Cloudbreak Discovery (LON:CDL) (£10.2m | SR6)

Proceeds with acquisition of Paterson Project

Proceeding with the acquisition of 90% of the Paterson Gold-Copper-Molybdenum Project, for 330m new shares. Aprox. £1.8m at yesterday’s close.

Graham's Section

Plus500 (LON:PLUS)

Up 7% to £48.12 (£3.36bn) - FY 2025 Preliminary Results - Graham - GREEN =

Plus500, a global multi-asset fintech group operating proprietary technology-based trading platforms, today announces its preliminary unaudited results for the year ended 31 December 2025.

We covered the year-end trading update here very recently - on 12th January.

That update already gave us the 2025 revenue and EBITDA figures ($792m and $348m, respectively), which were ahead of expectations.

They are double-dipping on that performance today, with the announcement that these 2025 results are ahead of market expectations - that was true on the 12th of January, but it’s not true today, now that expectations have been updated!

What is new is the 2026 outlook.

On January 12th, they were vague:

The Company's Board of Directors remains confident in the outlook for Plus500 in 2026 and beyond, and expects the Group to continue making strong financial and strategic progress alongside delivering further shareholder returns.

Today, they say (emphasis added):

The Company's Board of Directors (the "Board") remains confident in the Group's prospects and expects FY 2026 performance to be ahead of current market expectations.

These expectations are helpfully provided:

Consensus forecasts for FY 2026 Revenue and EBITDA are $749.3m and $348.4m, respectively

I think it’s noteworthy that prior to January 12th, the company was forecast to have FY26 revenue and EBITDA lower than the FY25 figures. (FY25 expectations were for revenue of $757.7m and EBITDA of $345.8m).

Customer P&L

One factor I’m always keen to investigate at PLUS is “customer trading performance”, which are the profits or losses on customers’ unhedged trades. This exposure is not something that I’m used to seeing at other platforms.

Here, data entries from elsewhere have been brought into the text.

// Copyright 2025 The efx authors
//
// Licensed under the Apache License, Version 2.0, <LICENSE-APACHE or
// http://apache.org/licenses/LICENSE-2.0> or the MIT license <LICENSE-MIT or
// http://opensource.org/licenses/MIT>, at your option. This file may not be
// copied, modified, or distributed except according to those terms.

use crate::cause::Failure;
use crate::stm::{Stm, StmResult};
use crate::util::LockExt;
use core::any::Any;
use core::fmt;
use std::sync::atomic::{AtomicU64, Ordering};
use std::sync::{Arc, Mutex};

/// A transactional variable: a versioned cell readable and writable only
/// inside [`atomically`] blocks.
///
/// The version increments by exactly one on each commit that wrote the
/// variable; readers always observe a consistent `(version, value)` pair.
///
/// [`atomically`]: crate::stm::atomically
pub struct TVar<A> {
    inner: Arc<TVarInner<A>>,
}

pub(crate) struct TVarInner<A> {
    id: u64,
    cell: Mutex<Versioned<A>>,
}

struct Versioned<A> {
    version: u64,
    value: A,
}

/// TVar ids key journal entries. A process-wide counter keeps ids unique
/// even when vars cross between independent runtimes.
static NEXT_TVAR_ID: AtomicU64 = AtomicU64::new(0);

/// The type-erased view of a [`TVar`] a journal entry holds.
pub(crate) trait AnyTVar: Send + Sync {
    fn id(&self) -> u64;
    fn current_version(&self) -> u64;
    /// Writes a staged value. Only called while holding the platform's
    /// commit lock, after validation.
    fn commit(&self, value: &(dyn Any + Send + Sync), next_version: u64);
}

// === impl TVar ===

impl<A> TVar<A>
where
    A: Clone + Send + Sync + 'static,
{
    /// Creates a variable outside any transaction.
    pub fn new(initial: A) -> Self {
        Self {
            inner: Arc::new(TVarInner {
                id: NEXT_TVAR_ID.fetch_add(1, Ordering::Relaxed),
                cell: Mutex::new(Versioned {
                    version: 0,
                    value: initial,
                }),
            }),
        }
    }

    /// Allocates a fresh variable inside a transaction, recording the
    /// initialization in the journal. A retried transaction allocates a
    /// fresh variable on every attempt; abandoned ones are simply dropped.
    pub fn make<E: Failure>(initial: A) -> Stm<TVar<A>, E> {
        Stm::from_fn(move |journal| {
            let tvar = TVar::new(initial.clone());
            journal.write::<A>(&tvar, initial.clone());
            StmResult::Done(tvar)
        })
    }

    /// Reads the variable through the transaction's journal.
    pub fn get<E: Failure>(&self) -> Stm<A, E> {
        let tvar = self.clone();
        Stm::from_fn(move |journal| StmResult::Done(journal.read(&tvar)))
    }

    /// Stages a write in the transaction's journal.
    pub fn set<E: Failure>(&self, value: A) -> Stm<(), E> {
        let tvar = self.clone();
        Stm::from_fn(move |journal| {
            journal.write(&tvar, value.clone());
            StmResult::Done(())
        })
    }

    /// Stages a replacement of the value with `f` of it.
    pub fn update<E: Failure>(&self, f: impl Fn(A) -> A + Send + Sync + 'static) -> Stm<(), E> {
        let tvar = self.clone();
        Stm::from_fn(move |journal| {
            let current = journal.read(&tvar);
            journal.write(&tvar, f(current));
            StmResult::Done(())
        })
    }

    /// Stages an update that also computes a result.
    pub fn modify<B, E>(&self, f: impl Fn(A) -> (B, A) + Send + Sync + 'static) -> Stm<B, E>
    where
        B: Send + 'static,
        E: Failure,
    {
        let tvar = self.clone();
        Stm::from_fn(move |journal| {
            let (result, next) = f(journal.read(&tvar));
            journal.write(&tvar, next);
            StmResult::Done(result)
        })
    }

    pub(crate) fn id(&self) -> u64 {
        self.inner.id
    }

    pub(crate) fn erased(&self) -> Arc<dyn AnyTVar> {
        self.inner.clone()
    }

    /// The committed `(version, value)` pair, read consistently.
    pub(crate) fn read_committed(&self) -> (u64, A) {
        let cell = self.inner.cell.locked();
        (cell.version, cell.value.clone())
    }

    #[cfg(test)]
    pub(crate) fn version(&self) -> u64 {
        self.inner.cell.locked().version
    }
}

impl<A> Clone for TVar<A> {
    fn clone(&self) -> Self {
        Self {
            inner: Arc::clone(&self.inner),
        }
    }
}

impl<A: fmt::Debug> fmt::Debug for TVar<A> {
    fn fmt(&self, f: &mut fmt::Formatter<'_>) -> fmt::Result {
        let cell = self.inner.cell.locked();
        f.debug_struct("TVar")
            .field("id", &self.inner.id)
            .field("version", &cell.version)
            .field("value", &cell.value)
            .finish()
    }
}

impl<A> AnyTVar for TVarInner<A>
where
    A: Clone + Send + Sync + 'static,
{
    fn id(&self) -> u64 {
        self.id
    }

    fn current_version(&self) -> u64 {
        self.cell.locked().version
    }

    fn commit(&self, value: &(dyn Any + Send + Sync), next_version: u64) {
        let value = value
            .downcast_ref::<A>()
            .expect("journal staged a value of an unexpected type, this is a bug")
            .clone();
        let mut cell = self.cell.locked();
        cell.version = next_version;
        cell.value = value;
    }
}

Back in 2024, “customer trading performance” (maybe we need another name for it?) generated $44m of profits for PLUS. I think I’m right in saying that it has generally been a positive contributor to profits - in aggregate, customers have lost money.

But in 2025, customers made money in aggregate from their trades, before expenses and this cost PLUS $9.8m. That’s unusual.

For context, “customer income” - the costs charged to customers in the form of spreads, overnight charges, etc. - was some $739m. So customer P&L this year, while negative, hasn’t massively reduced profitability.

CEO comment:

2025 marked a year of accelerated strategic progress for Plus500. We successfully scaled our non-OTC business into a key growth driver, bolstered our position as a trusted provider of institutional market infrastructure, and continued to deliver a strong financial performance with significant shareholder returns.

Key metrics: the average deposit per active customer has more than doubled from $12,000 to $26,900. It’s good news but at the same time I don’t know how meaningful this doubling is, as it’s not a like-for-like comparison. Growth in the US has meant that they now have a different type of customer.

Other metrics have grown at a more modest rate or reduced:

  • Average revenue per user is up 8%

  • The number of active customers is down 5%

  • The number of new customers is down 11%

  • The cost of acquiring a new customer has also fallen 13%.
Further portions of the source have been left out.